第182話 状況把握

ロストチャイルド商会襲撃から14日目。

早朝。



サシントン領 オタワ町 ジョージの部屋。


俺は朝早くからジョージの元まで飛んできた。家からなら近いんだ。ステイタスチェック。


名前:ジョージ

種族:人

年齢:27

レベル:25

HP:70/70

MP:45/45

能力:剣術:38 状態異常耐性:45 物理耐性:43 魔力操作:6 身体強化:6 魔法耐性:8 魔力感知:8


少し魔力も増えているな。剣術も上がった。耐性関連は魔道具で防いでいるから、進歩無しか。鍛錬中は外させよう。
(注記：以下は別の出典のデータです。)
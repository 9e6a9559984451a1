use std::sync::Arc;

use axum::Json;
use axum::Router;
use axum::extract::State;
use axum::routing::post;
use serde::Deserialize;
use serde_json::{Value, json};
use uuid::Uuid;

use crate::engine::fare;
use crate::error::AppError;
use crate::state::AppState;

pub fn router() -> Router<Arc<AppState>> {
    Router::new()
        .route("/fare/propose", post(propose_fare))
        .route("/fare/accept", post(accept_fare))
        .route("/fare/reject", post(reject_fare))
}

#[derive(Deserialize)]
pub struct ProposeFareRequest {
    pub booking_code: String,
    pub fare: f64,
}

/// Passenger identity arrives in the body; session handling is an external
/// collaborator and ownership is still enforced against the booking.
#[derive(Deserialize)]
pub struct FareResponseRequest {
    pub booking_id: Uuid,
    pub passenger_id: Uuid,
}

async fn propose_fare(
    State(state): State<Arc<AppState>>,
    Json(payload): Json<ProposeFareRequest>,
) -> Result<Json<Value>, AppError> {
    let booking = fare::propose(&state, &payload.booking_code, payload.fare)?;
    Ok(Json(json!({ "ok": true, "booking": booking })))
}

async fn accept_fare(
    State(state): State<Arc<AppState>>,
    Json(payload): Json<FareResponseRequest>,
) -> Result<Json<Value>, AppError> {
    let booking = fare::accept(&state, payload.booking_id, payload.passenger_id)?;
    Ok(Json(json!({ "ok": true, "booking": booking })))
}

async fn reject_fare(
    State(state): State<Arc<AppState>>,
    Json(payload): Json<FareResponseRequest>,
) -> Result<Json<Value>, AppError> {
    let booking = fare::reject(&state, payload.booking_id, payload.passenger_id)?;
    Ok(Json(json!({ "ok": true, "booking": booking })))
}
use chrono::{DateTime, Utc};
use serde::{Deserialize, Serialize};
use uuid::Uuid;

#[derive(Debug, Clone, Serialize, Deserialize)]
pub struct GeoPoint {
    pub lat: f64,
    pub lng: f64,
}

#[derive(Debug, Clone, Serialize, Deserialize)]
pub struct Driver {
    pub id: Uuid,
    pub name: String,
    pub online: bool,
    pub location: GeoPoint,
    /// Only location pings move this; the freshness window in auto-nearest
    /// selection is checked against it.
    pub location_updated_at: DateTime<Utc>,
    pub wallet_balance: f64,
    pub min_required_balance: f64,
    pub wallet_locked: bool,
    pub zone: String,
}
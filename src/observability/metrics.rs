use prometheus::{Encoder, HistogramVec, IntCounter, IntCounterVec, IntGauge, Opts, Registry, TextEncoder};

#[derive(Clone)]
pub struct Metrics {
    registry: Registry,
    pub assignments_total: IntCounterVec,
    pub assignment_latency_seconds: HistogramVec,
    pub active_bookings: IntGauge,
    pub audit_entries_total: IntCounter,
}

impl Metrics {
    pub fn new() -> Self {
        let registry = Registry::new();

        let assignments_total = IntCounterVec::new(
            Opts::new("assignments_total", "Assignment attempts by outcome"),
            &["outcome"],
        )
        .expect("valid assignments_total metric");

        let assignment_latency_seconds = HistogramVec::new(
            prometheus::HistogramOpts::new(
                "assignment_latency_seconds",
                "Latency of assignment attempts in seconds",
            ),
            &["outcome"],
        )
        .expect("valid assignment_latency_seconds metric");

        let active_bookings = IntGauge::new(
            "active_bookings",
            "Bookings not yet in a terminal status",
        )
        .expect("valid active_bookings metric");

        let audit_entries_total = IntCounter::new(
            "audit_entries_total",
            "Audit entries appended since startup",
        )
        .expect("valid audit_entries_total metric");

        registry
            .register(Box::new(assignments_total.clone()))
            .expect("register assignments_total");
        registry
            .register(Box::new(assignment_latency_seconds.clone()))
            .expect("register assignment_latency_seconds");
        registry
            .register(Box::new(active_bookings.clone()))
            .expect("register active_bookings");
        registry
            .register(Box::new(audit_entries_total.clone()))
            .expect("register audit_entries_total");

        Self {
            registry,
            assignments_total,
            assignment_latency_seconds,
            active_bookings,
            audit_entries_total,
        }
    }

    pub fn encode(&self) -> Result<String, String> {
        let metric_families = self.registry.gather();
        let mut buffer = Vec::new();

        TextEncoder::new()
            .encode(&metric_families, &mut buffer)
            .map_err(|err| format!("failed to encode metrics: {err}"))?;

        String::from_utf8(buffer).map_err(|err| format!("metrics are not valid utf8: {err}"))
    }
}

impl Default for Metrics {
    fn default() -> Self {
        Self::new()
    }
}
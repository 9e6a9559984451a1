use crate::models::driver::GeoPoint;

const EARTH_RADIUS_KM: f64 = 6_371.0;

/// Great-circle distance between two points, used for driver-to-pickup
/// proximity in auto-nearest selection.
pub fn haversine_km(a: &GeoPoint, b: &GeoPoint) -> f64 {
    let delta_lat = (b.lat - a.lat).to_radians();
    let delta_lng = (b.lng - a.lng).to_radians();

    let h = (delta_lat / 2.0).sin().powi(2)
        + a.lat.to_radians().cos() * b.lat.to_radians().cos() * (delta_lng / 2.0).sin().powi(2);

    2.0 * EARTH_RADIUS_KM * h.sqrt().asin()
}

#[cfg(test)]
mod tests {
    use super::haversine_km;
    use crate::models::driver::GeoPoint;

    #[test]
    fn same_point_is_zero() {
        let p = GeoPoint {
            lat: 14.5995,
            lng: 120.9842,
        };
        assert!(haversine_km(&p, &p) < 1e-9);
    }

    #[test]
    fn new_york_to_boston_is_around_306_km() {
        let new_york = GeoPoint {
            lat: 40.7128,
            lng: -74.0060,
        };
        let boston = GeoPoint {
            lat: 42.3601,
            lng: -71.0589,
        };
        let distance = haversine_km(&new_york, &boston);
        assert!((distance - 306.0).abs() < 5.0);
    }

    #[test]
    fn symmetric() {
        let a = GeoPoint {
            lat: 14.5995,
            lng: 120.9842,
        };
        let b = GeoPoint {
            lat: 14.6760,
            lng: 121.0437,
        };
        assert!((haversine_km(&a, &b) - haversine_km(&b, &a)).abs() < 1e-9);
    }
}
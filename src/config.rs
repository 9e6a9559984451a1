use std::env;

use crate::error::AppError;

/// Dispatch tunables shared with the assignment engine. Resolved once at
/// startup; a malformed value aborts the process instead of failing
/// per-request.
#[derive(Debug, Clone)]
pub struct DispatchSettings {
    pub search_radius_km: f64,
    pub location_freshness_secs: i64,
    pub audit_query_limit: usize,
}

#[derive(Debug, Clone)]
pub struct Config {
    pub http_port: u16,
    pub log_level: String,
    pub search_radius_km: f64,
    pub location_freshness_secs: i64,
    pub audit_query_limit: usize,
    pub event_buffer_size: usize,
}

impl Config {
    pub fn from_env() -> Result<Self, AppError> {
        let _ = dotenvy::dotenv();

        let config = Self {
            http_port: parse_or_default("HTTP_PORT", 3000)?,
            log_level: env::var("LOG_LEVEL").unwrap_or_else(|_| "info".to_string()),
            search_radius_km: parse_or_default("SEARCH_RADIUS_KM", 10.0)?,
            location_freshness_secs: parse_or_default("LOCATION_FRESHNESS_SECS", 600)?,
            audit_query_limit: parse_or_default("AUDIT_QUERY_LIMIT", 100)?,
            event_buffer_size: parse_or_default("EVENT_BUFFER_SIZE", 1024)?,
        };

        if config.search_radius_km <= 0.0 {
            return Err(AppError::Config("SEARCH_RADIUS_KM must be > 0".to_string()));
        }
        if config.location_freshness_secs <= 0 {
            return Err(AppError::Config(
                "LOCATION_FRESHNESS_SECS must be > 0".to_string(),
            ));
        }
        if config.audit_query_limit == 0 {
            return Err(AppError::Config("AUDIT_QUERY_LIMIT must be > 0".to_string()));
        }

        Ok(config)
    }

    pub fn dispatch_settings(&self) -> DispatchSettings {
        DispatchSettings {
            search_radius_km: self.search_radius_km,
            location_freshness_secs: self.location_freshness_secs,
            audit_query_limit: self.audit_query_limit,
        }
    }
}

fn parse_or_default<T>(key: &str, default: T) -> Result<T, AppError>
where
    T: std::str::FromStr,
    T::Err: std::fmt::Display,
{
    match env::var(key) {
        Ok(raw) => raw
            .parse::<T>()
            .map_err(|err| AppError::Config(format!("invalid {key}: {err}"))),
        Err(_) => Ok(default),
    }
}

impl Default for DispatchSettings {
    fn default() -> Self {
        Self {
            search_radius_km: 10.0,
            location_freshness_secs: 600,
            audit_query_limit: 100,
        }
    }
}
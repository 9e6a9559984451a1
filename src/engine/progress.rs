use chrono::Utc;
use tracing::info;
use uuid::Uuid;

use crate::error::AppError;
use crate::lifecycle;
use crate::models::audit::AuditEntry;
use crate::models::booking::{Booking, BookingStatus, FareResponse};
use crate::state::AppState;

/// Moves a booking along its lifecycle: driver progress (on_the_way,
/// on_trip, completed), cancellation, decline, or an operator reset to
/// pending. All moves are validated transitions committed under the
/// booking's map entry, so concurrent updates serialize and losers get a
/// conflict.
pub fn advance(
    state: &AppState,
    booking_id: Uuid,
    next: BookingStatus,
    driver_id: Option<Uuid>,
    actor: &str,
) -> Result<Booking, AppError> {
    // these states are only reachable through the assignment engine and the
    // fare cycle, which bind the driver, run the wallet guard and write the
    // audit trail; the generic status route must not skip them
    if matches!(
        next,
        BookingStatus::Assigned
            | BookingStatus::AwaitingPassengerConfirmation
            | BookingStatus::Ready
    ) {
        return Err(AppError::Validation(format!(
            "status {} can only be reached through assignment or fare confirmation",
            next.as_str()
        )));
    }

    let mut booking = state
        .bookings
        .get_mut(&booking_id)
        .ok_or_else(|| AppError::BookingNotFound(booking_id.to_string()))?;

    // the assigned driver bowing out returns the booking to the pool
    // instead of killing it
    let driver_decline = next == BookingStatus::Declined
        && booking.driver_id.is_some()
        && driver_id == booking.driver_id;

    let effective = if driver_decline {
        BookingStatus::Pending
    } else {
        next
    };

    if !lifecycle::transition_allowed(booking.status, effective) {
        return Err(AppError::Conflict(format!(
            "booking {} cannot move from {} to {}",
            booking.code,
            booking.status.as_str(),
            effective.as_str()
        )));
    }

    if effective == BookingStatus::Pending {
        let previous = booking.driver_id.take();
        booking.proposed_fare = None;
        booking.verified_fare = None;
        booking.fare_response = FareResponse::None;
        booking.status = BookingStatus::Pending;
        booking.updated_at = Utc::now();

        if previous.is_some() {
            let (source, reason) = if driver_decline {
                ("driver_decline", "driver declined booking")
            } else {
                ("manual", "unassigned by operator")
            };
            state.record_audit(AuditEntry::new(
                booking.id, previous, None, actor, source, reason,
            ));
        }

        info!(booking = %booking.code, "booking returned to pool");
        return Ok(booking.clone());
    }

    booking.status = effective;
    booking.updated_at = Utc::now();

    if lifecycle::is_terminal(effective) {
        state.metrics.active_bookings.dec();
        if effective == BookingStatus::Cancelled && booking.driver_id.is_some() {
            state.record_audit(AuditEntry::new(
                booking.id,
                booking.driver_id,
                None,
                actor,
                "cancel",
                "booking cancelled",
            ));
        }
    }

    info!(booking = %booking.code, status = effective.as_str(), "booking status updated");
    Ok(booking.clone())
}
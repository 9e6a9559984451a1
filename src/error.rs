use axum::Json;
use axum::http::StatusCode;
use axum::response::{IntoResponse, Response};
use serde_json::json;
use thiserror::Error;

#[derive(Debug, Error)]
pub enum AppError {
    #[error("{0}")]
    Validation(String),

    #[error("booking {0} not found")]
    BookingNotFound(String),

    #[error("{0}")]
    NotFound(String),

    #[error("{0}")]
    AlreadyAssigned(String),

    #[error("{0}")]
    Conflict(String),

    #[error("{0}")]
    Forbidden(String),

    #[error("{0}")]
    WalletBlocked(String),

    #[error("{0}")]
    NoEligibleDriver(String),

    #[error("configuration error: {0}")]
    Config(String),

    #[error("internal error: {0}")]
    Internal(String),
}

impl AppError {
    /// Stable machine-readable code surfaced alongside the message. Callers
    /// branch on this, never on the message text.
    pub fn code(&self) -> &'static str {
        match self {
            AppError::Validation(_) => "VALIDATION",
            AppError::BookingNotFound(_) => "BOOKING_NOT_FOUND",
            AppError::NotFound(_) => "NOT_FOUND",
            AppError::AlreadyAssigned(_) => "ALREADY_ASSIGNED",
            AppError::Conflict(_) => "CONFLICT",
            AppError::Forbidden(_) => "FORBIDDEN",
            AppError::WalletBlocked(_) => "WALLET_BLOCKED",
            AppError::NoEligibleDriver(_) => "NO_ELIGIBLE_DRIVER",
            AppError::Config(_) => "CONFIGURATION_ERROR",
            AppError::Internal(_) => "INTERNAL",
        }
    }

    fn status(&self) -> StatusCode {
        match self {
            AppError::Validation(_) | AppError::WalletBlocked(_) => StatusCode::BAD_REQUEST,
            AppError::BookingNotFound(_)
            | AppError::NotFound(_)
            | AppError::NoEligibleDriver(_) => StatusCode::NOT_FOUND,
            AppError::AlreadyAssigned(_) | AppError::Conflict(_) => StatusCode::CONFLICT,
            AppError::Forbidden(_) => StatusCode::FORBIDDEN,
            AppError::Config(_) | AppError::Internal(_) => StatusCode::INTERNAL_SERVER_ERROR,
        }
    }
}

impl IntoResponse for AppError {
    fn into_response(self) -> Response {
        let body = Json(json!({
            "error": {
                "code": self.code(),
                "message": self.to_string(),
            }
        }));

        (self.status(), body).into_response()
    }
}
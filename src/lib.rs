pub mod api;
pub mod config;
pub mod engine;
pub mod error;
pub mod geo;
pub mod lifecycle;
pub mod models;
pub mod observability;
pub mod state;
use std::sync::Arc;
use std::time::Instant;

use axum::Json;
use axum::Router;
use axum::extract::{Query, State};
use axum::routing::{get, post};
use serde::{Deserialize, Serialize};
use serde_json::{Value, json};
use uuid::Uuid;

use crate::engine::assignment::{AssignmentMode, assign};
use crate::engine::capacity::{ZoneCapacity, zone_capacity};
use crate::error::AppError;
use crate::models::audit::AuditEntry;
use crate::state::AppState;

pub fn router() -> Router<Arc<AppState>> {
    Router::new()
        .route("/assignments", post(create_assignment))
        .route("/assignment-audit", get(assignment_audit))
        .route("/zone-capacity", get(get_zone_capacity))
}

#[derive(Deserialize)]
pub struct AssignRequest {
    pub booking_id: Option<Uuid>,
    pub booking_code: Option<String>,
    pub driver_id: Option<Uuid>,
    pub mode: AssignmentMode,
    pub actor: Option<String>,
}

async fn create_assignment(
    State(state): State<Arc<AppState>>,
    Json(payload): Json<AssignRequest>,
) -> Result<Json<Value>, AppError> {
    let actor = payload.actor.as_deref().unwrap_or("dispatcher");
    let start = Instant::now();

    let result = assign(
        &state,
        payload.booking_id,
        payload.booking_code.as_deref(),
        payload.driver_id,
        payload.mode,
        actor,
    );

    let outcome = match &result {
        Ok(_) => "success",
        Err(err) => err.code(),
    };
    let elapsed = start.elapsed().as_secs_f64();
    state
        .metrics
        .assignment_latency_seconds
        .with_label_values(&[outcome])
        .observe(elapsed);
    state
        .metrics
        .assignments_total
        .with_label_values(&[outcome])
        .inc();

    let booking = result?;
    Ok(Json(json!({ "ok": true, "booking": booking })))
}

#[derive(Deserialize)]
pub struct AuditQuery {
    pub booking_id: Uuid,
}

#[derive(Serialize)]
pub struct AuditResponse {
    pub booking_id: Uuid,
    pub entries: Vec<AuditEntry>,
}

/// Trail for one booking, most recent first, capped by the configured
/// query limit.
async fn assignment_audit(
    State(state): State<Arc<AppState>>,
    Query(query): Query<AuditQuery>,
) -> Json<AuditResponse> {
    let mut entries: Vec<AuditEntry> = state
        .audit_log
        .get(&query.booking_id)
        .map(|trail| trail.value().clone())
        .unwrap_or_default();

    entries.reverse();
    entries.truncate(state.settings.audit_query_limit);

    Json(AuditResponse {
        booking_id: query.booking_id,
        entries,
    })
}

async fn get_zone_capacity(State(state): State<Arc<AppState>>) -> Json<Vec<ZoneCapacity>> {
    Json(zone_capacity(&state))
}
#[cfg(test)]
mod tests {
    use chrono::{Duration, Utc};
    use uuid::Uuid;

    use super::{AssignmentMode, assign};
    use crate::config::DispatchSettings;
    use crate::error::AppError;
    use crate::models::booking::{Booking, BookingStatus, FareResponse};
    use crate::models::driver::{Driver, GeoPoint};
    use crate::state::AppState;

    fn state() -> AppState {
        AppState::new(DispatchSettings::default(), 16)
    }

    fn seed_booking(state: &AppState, lat: f64, lng: f64) -> Uuid {
        let id = Uuid::new_v4();
        let code = state.next_booking_code();
        let booking = Booking {
            id,
            code: code.clone(),
            passenger_id: Uuid::new_v4(),
            pickup: GeoPoint { lat, lng },
            dropoff: GeoPoint {
                lat: lat + 0.02,
                lng: lng + 0.02,
            },
            status: BookingStatus::Pending,
            driver_id: None,
            proposed_fare: None,
            verified_fare: None,
            fare_response: FareResponse::None,
            created_at: Utc::now(),
            updated_at: Utc::now(),
        };
        state.bookings.insert(id, booking);
        state.booking_codes.insert(code, id);
        id
    }

    fn seed_driver(state: &AppState, lat: f64, lng: f64, stale_secs: i64) -> Uuid {
        let id = Uuid::new_v4();
        state.drivers.insert(
            id,
            Driver {
                id,
                name: format!("driver-{id}"),
                online: true,
                location: GeoPoint { lat, lng },
                location_updated_at: Utc::now() - Duration::seconds(stale_secs),
                wallet_balance: 200.0,
                min_required_balance: 50.0,
                wallet_locked: false,
                zone: "centro".to_string(),
            },
        );
        id
    }

    #[test]
    fn manual_assignment_binds_driver_and_audits() {
        let state = state();
        let booking_id = seed_booking(&state, 14.60, 120.98);
        let driver_id = seed_driver(&state, 14.60, 120.98, 0);

        let booking = assign(
            &state,
            Some(booking_id),
            None,
            Some(driver_id),
            AssignmentMode::Manual,
            "dispatcher",
        )
        .unwrap();

        assert_eq!(booking.status, BookingStatus::Assigned);
        assert_eq!(booking.driver_id, Some(driver_id));

        let trail = state.audit_log.get(&booking_id).unwrap();
        assert_eq!(trail.len(), 1);
        assert_eq!(trail[0].to_driver, Some(driver_id));
        assert_eq!(trail[0].reason, "assigned");
    }

    #[test]
    fn second_assignment_conflicts_and_is_audited() {
        let state = state();
        let booking_id = seed_booking(&state, 14.60, 120.98);
        let first = seed_driver(&state, 14.60, 120.98, 0);
        let second = seed_driver(&state, 14.61, 120.99, 0);

        assign(
            &state,
            Some(booking_id),
            None,
            Some(first),
            AssignmentMode::Manual,
            "dispatcher",
        )
        .unwrap();

        let err = assign(
            &state,
            Some(booking_id),
            None,
            Some(second),
            AssignmentMode::Manual,
            "dispatcher",
        )
        .unwrap_err();
        assert!(matches!(err, AppError::AlreadyAssigned(_)));

        let booking = state.bookings.get(&booking_id).unwrap();
        assert_eq!(booking.driver_id, Some(first));

        let trail = state.audit_log.get(&booking_id).unwrap();
        assert_eq!(trail.len(), 2);
        assert_eq!(trail[1].reason, "ALREADY_ASSIGNED");
    }

    #[test]
    fn concurrent_assignments_have_exactly_one_winner() {
        let state = state();
        let booking_id = seed_booking(&state, 14.60, 120.98);
        let driver_a = seed_driver(&state, 14.60, 120.98, 0);
        let driver_b = seed_driver(&state, 14.61, 120.99, 0);

        let (res_a, res_b) = std::thread::scope(|scope| {
            let a = scope.spawn(|| {
                assign(
                    &state,
                    Some(booking_id),
                    None,
                    Some(driver_a),
                    AssignmentMode::Manual,
                    "dispatcher-a",
                )
            });
            let b = scope.spawn(|| {
                assign(
                    &state,
                    Some(booking_id),
                    None,
                    Some(driver_b),
                    AssignmentMode::Manual,
                    "dispatcher-b",
                )
            });
            (a.join().unwrap(), b.join().unwrap())
        });

        let successes = [&res_a, &res_b].iter().filter(|r| r.is_ok()).count();
        assert_eq!(successes, 1);

        let loser = if res_a.is_ok() { res_b } else { res_a };
        assert!(matches!(loser, Err(AppError::AlreadyAssigned(_))));

        let winner_driver = state.bookings.get(&booking_id).unwrap().driver_id;
        assert!(winner_driver == Some(driver_a) || winner_driver == Some(driver_b));
    }

    #[test]
    fn wallet_blocked_driver_is_rejected_and_booking_stays_pending() {
        let state = state();
        let booking_id = seed_booking(&state, 14.60, 120.98);
        let driver_id = seed_driver(&state, 14.60, 120.98, 0);
        state.drivers.get_mut(&driver_id).unwrap().wallet_balance = 10.0;

        let err = assign(
            &state,
            Some(booking_id),
            None,
            Some(driver_id),
            AssignmentMode::Manual,
            "dispatcher",
        )
        .unwrap_err();
        assert!(matches!(err, AppError::WalletBlocked(_)));

        let booking = state.bookings.get(&booking_id).unwrap();
        assert_eq!(booking.status, BookingStatus::Pending);
        assert!(booking.driver_id.is_none());

        let trail = state.audit_log.get(&booking_id).unwrap();
        assert_eq!(trail[0].reason, "WALLET_BLOCKED");
    }

    #[test]
    fn auto_nearest_picks_closest_fresh_driver() {
        let state = state();
        let booking_id = seed_booking(&state, 14.5995, 120.9842);
        let near = seed_driver(&state, 14.6010, 120.9850, 0);
        let _far = seed_driver(&state, 14.6500, 121.0300, 0);
        // closest of all, but the location is two hours old
        let _stale = seed_driver(&state, 14.5996, 120.9843, 7200);

        let booking = assign(
            &state,
            Some(booking_id),
            None,
            None,
            AssignmentMode::AutoNearest,
            "system",
        )
        .unwrap();

        assert_eq!(booking.driver_id, Some(near));
    }

    #[test]
    fn auto_nearest_ties_broken_by_freshest_location() {
        let state = state();
        let booking_id = seed_booking(&state, 14.5995, 120.9842);
        let _older = seed_driver(&state, 14.6010, 120.9850, 300);
        let fresher = seed_driver(&state, 14.6010, 120.9850, 5);

        let booking = assign(
            &state,
            Some(booking_id),
            None,
            None,
            AssignmentMode::AutoNearest,
            "system",
        )
        .unwrap();

        assert_eq!(booking.driver_id, Some(fresher));
    }

    #[test]
    fn auto_nearest_skips_offline_and_wallet_blocked() {
        let state = state();
        let booking_id = seed_booking(&state, 14.5995, 120.9842);
        let offline = seed_driver(&state, 14.5996, 120.9843, 0);
        state.drivers.get_mut(&offline).unwrap().online = false;
        let blocked = seed_driver(&state, 14.5997, 120.9844, 0);
        state.drivers.get_mut(&blocked).unwrap().wallet_locked = true;
        let eligible = seed_driver(&state, 14.6100, 120.9900, 0);

        let booking = assign(
            &state,
            Some(booking_id),
            None,
            None,
            AssignmentMode::AutoNearest,
            "system",
        )
        .unwrap();

        assert_eq!(booking.driver_id, Some(eligible));
    }

    #[test]
    fn auto_nearest_with_no_candidates_fails_and_audits() {
        let state = state();
        let booking_id = seed_booking(&state, 14.5995, 120.9842);
        // outside the default 10 km radius
        let _remote = seed_driver(&state, 15.5, 121.9, 0);

        let err = assign(
            &state,
            Some(booking_id),
            None,
            None,
            AssignmentMode::AutoNearest,
            "system",
        )
        .unwrap_err();
        assert!(matches!(err, AppError::NoEligibleDriver(_)));

        let booking = state.bookings.get(&booking_id).unwrap();
        assert_eq!(booking.status, BookingStatus::Pending);

        let trail = state.audit_log.get(&booking_id).unwrap();
        assert_eq!(trail[0].reason, "NO_ELIGIBLE_DRIVER");
    }

    #[test]
    fn rebalance_assignment_is_audited_under_its_own_source() {
        let state = state();
        let booking_id = seed_booking(&state, 14.60, 120.98);
        // driver parked well outside the auto-search radius
        let driver_id = seed_driver(&state, 15.50, 121.90, 0);

        let booking = assign(
            &state,
            Some(booking_id),
            None,
            Some(driver_id),
            AssignmentMode::Rebalance,
            "dispatcher",
        )
        .unwrap();

        assert_eq!(booking.driver_id, Some(driver_id));

        let trail = state.audit_log.get(&booking_id).unwrap();
        assert_eq!(trail[0].source, "rebalance");
    }

    #[test]
    fn assignment_by_code_resolves_booking() {
        let state = state();
        let booking_id = seed_booking(&state, 14.60, 120.98);
        let driver_id = seed_driver(&state, 14.60, 120.98, 0);
        let code = state.bookings.get(&booking_id).unwrap().code.clone();

        let booking = assign(
            &state,
            None,
            Some(&code),
            Some(driver_id),
            AssignmentMode::Manual,
            "dispatcher",
        )
        .unwrap();

        assert_eq!(booking.id, booking_id);
    }

    #[test]
    fn unknown_booking_is_not_found() {
        let state = state();
        let err = assign(
            &state,
            None,
            Some("JR-9999"),
            Some(Uuid::new_v4()),
            AssignmentMode::Manual,
            "dispatcher",
        )
        .unwrap_err();
        assert!(matches!(err, AppError::BookingNotFound(_)));
    }
}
「おい、ジョージ、起きろ。朝だぞ。農民は日が出る前から働くんじゃないのか?」

「ああああーあ。スライムか?朝日が出る前に働く人もいるが、そうでない農民もいるんだよ。俺は今日は普通でいい日なんだ。」

「そうか。暇なのか?暇なら付き合え。」

「いや、暇じゃあないぞ。普通に忙しいんだ。」

「そうか。じゃあ、夜だけでいいや。夜俺に付き合え。」

「何処に行くんだ?」

「ダンジョンでお前を鍛える。特訓だ。」

「何故だ?」

「ジョージ英雄化第3弾だ。お前はこのままだと死ぬ気がする。」

「何なんだ。朝から縁起でもない。何故そう思うんだ?」

「勘だ。」

「お前の勘は当たるからなー。今夜からでいいのか?」

「まあ、それでも間にあうだろう。晩飯の後で迎えに来る。夜中には帰してやる。」

「分かった。晩飯食い過ぎないようにするよ。」

「そうだな。食い過ぎ出来る程、裕福になったんだな。」

「ああ、元々この町に住んでる奴等は全員そうなったな。朝飯が水だったころとは雲泥の差だよ。」

「そうか。良かったよ。じゃあ、晩飯が終わった頃に迎えに来る。」

俺は分身を残し、次の目的地、レドマール領に向かった。


*****



早朝。レドマール領 移動した娼館。



俺は集合転移でここに来ると、馬に乗っている分身の前にスライムに戻って乗せてもらって、久しぶりに村を見せてもらった。ちゃんと魔力循環、認識阻害は掛けてある。遠くからでは気が付かれないだろう。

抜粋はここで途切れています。